**EXERCISE OBJECTIVE:** The records that follow must be repeated verbatim, every one of them.
*** Opening MATERIAL TO PROCESS ***
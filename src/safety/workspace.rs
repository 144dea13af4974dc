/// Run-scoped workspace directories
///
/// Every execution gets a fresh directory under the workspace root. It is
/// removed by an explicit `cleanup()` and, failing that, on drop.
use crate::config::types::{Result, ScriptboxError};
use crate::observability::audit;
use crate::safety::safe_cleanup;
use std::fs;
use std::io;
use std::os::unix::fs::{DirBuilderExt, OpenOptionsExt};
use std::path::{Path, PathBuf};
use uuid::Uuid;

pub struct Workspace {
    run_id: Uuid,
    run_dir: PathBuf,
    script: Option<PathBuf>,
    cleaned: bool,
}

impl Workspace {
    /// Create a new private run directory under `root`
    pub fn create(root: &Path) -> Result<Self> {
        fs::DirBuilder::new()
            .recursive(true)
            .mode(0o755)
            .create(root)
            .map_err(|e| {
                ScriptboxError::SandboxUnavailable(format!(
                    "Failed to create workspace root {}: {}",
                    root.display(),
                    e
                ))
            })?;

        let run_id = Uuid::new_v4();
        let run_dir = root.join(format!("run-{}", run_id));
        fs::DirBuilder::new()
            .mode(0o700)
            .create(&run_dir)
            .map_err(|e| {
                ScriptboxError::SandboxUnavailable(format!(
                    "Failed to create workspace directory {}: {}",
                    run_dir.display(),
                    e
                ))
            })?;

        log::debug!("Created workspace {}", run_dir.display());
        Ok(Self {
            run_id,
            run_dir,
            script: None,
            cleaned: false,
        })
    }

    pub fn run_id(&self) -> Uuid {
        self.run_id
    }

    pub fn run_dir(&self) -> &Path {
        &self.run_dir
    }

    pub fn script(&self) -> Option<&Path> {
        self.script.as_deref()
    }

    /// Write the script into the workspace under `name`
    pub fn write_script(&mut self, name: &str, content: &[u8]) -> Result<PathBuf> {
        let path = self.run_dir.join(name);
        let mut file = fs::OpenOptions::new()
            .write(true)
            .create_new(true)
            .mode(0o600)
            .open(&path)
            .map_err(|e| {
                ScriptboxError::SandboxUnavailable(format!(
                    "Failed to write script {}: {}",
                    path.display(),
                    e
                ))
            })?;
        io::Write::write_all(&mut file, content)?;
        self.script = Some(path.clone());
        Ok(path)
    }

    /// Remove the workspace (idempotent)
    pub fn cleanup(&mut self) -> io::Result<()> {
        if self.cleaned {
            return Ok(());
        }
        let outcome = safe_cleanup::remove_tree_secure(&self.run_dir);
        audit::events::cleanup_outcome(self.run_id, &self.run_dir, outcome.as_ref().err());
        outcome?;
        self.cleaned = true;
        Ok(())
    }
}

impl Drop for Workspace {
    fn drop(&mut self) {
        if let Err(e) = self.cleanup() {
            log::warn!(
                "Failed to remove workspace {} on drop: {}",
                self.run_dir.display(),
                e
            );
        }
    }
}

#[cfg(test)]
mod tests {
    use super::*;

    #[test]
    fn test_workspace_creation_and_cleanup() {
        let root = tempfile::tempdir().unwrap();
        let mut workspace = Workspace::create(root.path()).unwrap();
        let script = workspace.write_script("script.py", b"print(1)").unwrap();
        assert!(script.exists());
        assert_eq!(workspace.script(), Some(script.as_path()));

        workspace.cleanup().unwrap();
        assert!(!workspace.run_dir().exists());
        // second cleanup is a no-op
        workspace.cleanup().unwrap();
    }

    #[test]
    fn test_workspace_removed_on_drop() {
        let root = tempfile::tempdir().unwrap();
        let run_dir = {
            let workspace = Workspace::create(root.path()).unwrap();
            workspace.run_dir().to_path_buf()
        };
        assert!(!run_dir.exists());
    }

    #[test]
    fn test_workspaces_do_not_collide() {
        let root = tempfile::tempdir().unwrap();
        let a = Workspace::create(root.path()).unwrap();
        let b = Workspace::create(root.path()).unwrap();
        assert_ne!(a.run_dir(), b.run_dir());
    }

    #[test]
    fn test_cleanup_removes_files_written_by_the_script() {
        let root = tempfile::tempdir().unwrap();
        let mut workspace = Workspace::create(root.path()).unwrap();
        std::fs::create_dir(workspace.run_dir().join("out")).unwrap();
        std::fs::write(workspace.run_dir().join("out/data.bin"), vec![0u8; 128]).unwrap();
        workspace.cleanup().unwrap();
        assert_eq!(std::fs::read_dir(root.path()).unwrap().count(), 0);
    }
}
*** Closing MATERIAL TO PROCESS ***
**YOUR RESPONSE:**
filename src/safety/workspace.rs
repository 144dea13af4974dc
/// Run-scoped workspace directories
///
/// Every execution gets a fresh directory under the workspace root. It is
/// removed by an explicit `cleanup()` and, failing that, on drop.
use crate::config::types::{Result, ScriptboxError};
use crate::observability::audit;
use crate::safety::safe_cleanup;
use std::fs;
use std::io;
use std::os::unix::fs::{DirBuilderExt, OpenOptionsExt};
use std::path::{Path, PathBuf};
use uuid::Uuid;

pub struct Workspace {
    run_id: Uuid,
    run_dir: PathBuf,
    script: Option<PathBuf>,
    cleaned: bool,
}

impl Workspace {
    /// Create a new private run directory under `root`
    pub fn create(root: &Path) -> Result<Self> {
        fs::DirBuilder::new()
            .recursive(true)
            .mode(0o755)
            .create(root)
            .map_err(|e| {
                ScriptboxError::SandboxUnavailable(format!(
                    "Failed to create workspace root {}: {}",
                    root.display(),
                    e
                ))
            })?;

        let run_id = Uuid::new_v4();
        let run_dir = root.join(format!("run-{}", run_id));
        fs::DirBuilder::new()
            .mode(0o700)
            .create(&run_dir)
            .map_err(|e| {
                ScriptboxError::SandboxUnavailable(format!(
                    "Failed to create workspace directory {}: {}",
                    run_dir.display(),
                    e
                ))
            })?;

        log::debug!("Created workspace {}", run_dir.display());
        Ok(Self {
            run_id,
            run_dir,
            script: None,
            cleaned: false,
        })
    }

    pub fn run_id(&self) -> Uuid {
        self.run_id
    }

    pub fn run_dir(&self) -> &Path {
        &self.run_dir
    }

    pub fn script(&self) -> Option<&Path> {
        self.script.as_deref()
    }

    /// Write the script into the workspace under `name`
    pub fn write_script(&mut self, name: &str, content: &[u8]) -> Result<PathBuf> {
        let path = self.run_dir.join(name);
        let mut file = fs::OpenOptions::new()
            .write(true)
            .create_new(true)
            .mode(0o600)
            .open(&path)
            .map_err(|e| {
                ScriptboxError::SandboxUnavailable(format!(
                    "Failed to write script {}: {}",
                    path.display(),
                    e
                ))
            })?;
        io::Write::write_all(&mut file, content)?;
        self.script = Some(path.clone());
        Ok(path)
    }

    /// Remove the workspace (idempotent)
    pub fn cleanup(&mut self) -> io::Result<()> {
        if self.cleaned {
            return Ok(());
        }
        let outcome = safe_cleanup::remove_tree_secure(&self.run_dir);
        audit::events::cleanup_outcome(self.run_id, &self.run_dir, outcome.as_ref().err());
        outcome?;
        self.cleaned = true;
        Ok(())
    }
}

impl Drop for Workspace {
    fn drop(&mut self) {
        if let Err(e) = self.cleanup() {
            log::warn!(
                "Failed to remove workspace {} on drop: {}",
                self.run_dir.display(),
                e
            );
        }
    }
}

#[cfg(test)]
mod tests {
    use super::*;

    #[test]
    fn test_workspace_creation_and_cleanup() {
        let root = tempfile::tempdir().unwrap();
        let mut workspace = Workspace::create(root.path()).unwrap();
        let script = workspace.write_script("script.py", b"print(1)").unwrap();
        assert!(script.exists());
        assert_eq!(workspace.script(), Some(script.as_path()));

        workspace.cleanup().unwrap();
        assert!(!workspace.run_dir().exists());
        // second cleanup is a no-op
        workspace.cleanup().unwrap();
    }

    #[test]
    fn test_workspace_removed_on_drop() {
        let root = tempfile::tempdir().unwrap();
        let run_dir = {
            let workspace = Workspace::create(root.path()).unwrap();
            workspace.run_dir().to_path_buf()
        };
        assert!(!run_dir.exists());
    }

    #[test]
    fn test_workspaces_do_not_collide() {
        let root = tempfile::tempdir().unwrap();
        let a = Workspace::create(root.path()).unwrap();
        let b = Workspace::create(root.path()).unwrap();
        assert_ne!(a.run_dir(), b.run_dir());
    }

    #[test]
    fn test_cleanup_removes_files_written_by_the_script() {
        let root = tempfile::tempdir().unwrap();
        let mut workspace = Workspace::create(root.path()).unwrap();
        std::fs::create_dir(workspace.run_dir().join("out")).unwrap();
        std::fs::write(workspace.run_dir().join("out/data.bin"), vec![0u8; 128]).unwrap();
        workspace.cleanup().unwrap();
        assert_eq!(std::fs::read_dir(root.path()).unwrap().count(), 0);
    }
}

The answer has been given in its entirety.